Records from a collection:
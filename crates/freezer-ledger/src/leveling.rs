//! Level thresholds and the one-tier-per-call level transition.

use std::mem;

use freezer_core::error::FreezerError;
use freezer_core::params::FreezerParams;
use freezer_core::participant::Participant;
use freezer_core::types::{Balance, Level, Timestamp};

use crate::accrual;

/// Number of thresholds `balance` meets or exceeds. Used for referral tiers,
/// never to change a stored level.
pub fn balance_tier(params: &FreezerParams, balance: Balance) -> Level {
    params
        .level_thresholds
        .iter()
        .take_while(|t| balance >= **t)
        .count() as Level
}

/// Threshold the position must exceed to reach the next level, if any.
pub fn next_threshold(p: &Participant, params: &FreezerParams) -> Option<Balance> {
    p.level.checked_add(1).and_then(|next| params.threshold_for(next))
}

/// True when the balance including unsettled reward strictly exceeds the next
/// threshold. False at the top level and for empty positions.
pub fn can_increase_level(
    p: &Participant,
    params: &FreezerParams,
    now: Timestamp,
) -> Result<bool, FreezerError> {
    if !p.is_active() {
        return Ok(false);
    }
    let Some(threshold) = next_threshold(p, params) else {
        return Ok(false);
    };
    let pending = accrual::pending_reward(p, params, now)?;
    Ok(p.deposited.saturating_add(pending) > threshold)
}

/// Move a settled position up exactly one level. The lock restarts at `now`
/// and the unminted reward is handed back to the caller for minting.
pub fn advance(p: &mut Participant, now: Timestamp) -> Result<Balance, FreezerError> {
    p.level = p.level.checked_add(1).ok_or(FreezerError::ArithmeticOverflow)?;
    p.start_time = now;
    Ok(mem::take(&mut p.reward_mask))
}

[Exercise directions]
Reproduce every record above exactly as it appears.

[Written answer]
filename crates/freezer-ledger/src/leveling.rs
//! Level thresholds and the one-tier-per-call level transition.

use std::mem;

use freezer_core::error::FreezerError;
use freezer_core::params::FreezerParams;
use freezer_core::participant::Participant;
use freezer_core::types::{Balance, Level, Timestamp};

use crate::accrual;

/// Number of thresholds `balance` meets or exceeds. Used for referral tiers,
/// never to change a stored level.
pub fn balance_tier(params: &FreezerParams, balance: Balance) -> Level {
    params
        .level_thresholds
        .iter()
        .take_while(|t| balance >= **t)
        .count() as Level
}

/// Threshold the position must exceed to reach the next level, if any.
pub fn next_threshold(p: &Participant, params: &FreezerParams) -> Option<Balance> {
    p.level.checked_add(1).and_then(|next| params.threshold_for(next))
}

/// True when the balance including unsettled reward strictly exceeds the next
/// threshold. False at the top level and for empty positions.
pub fn can_increase_level(
    p: &Participant,
    params: &FreezerParams,
    now: Timestamp,
) -> Result<bool, FreezerError> {
    if !p.is_active() {
        return Ok(false);
    }
    let Some(threshold) = next_threshold(p, params) else {
        return Ok(false);
    };
    let pending = accrual::pending_reward(p, params, now)?;
    Ok(p.deposited.saturating_add(pending) > threshold)
}

/// Move a settled position up exactly one level. The lock restarts at `now`
/// and the unminted reward is handed back to the caller for minting.
pub fn advance(p: &mut Participant, now: Timestamp) -> Result<Balance, FreezerError> {
    p.level = p.level.checked_add(1).ok_or(FreezerError::ArithmeticOverflow)?;
    p.start_time = now;
    Ok(mem::take(&mut p.reward_mask))
}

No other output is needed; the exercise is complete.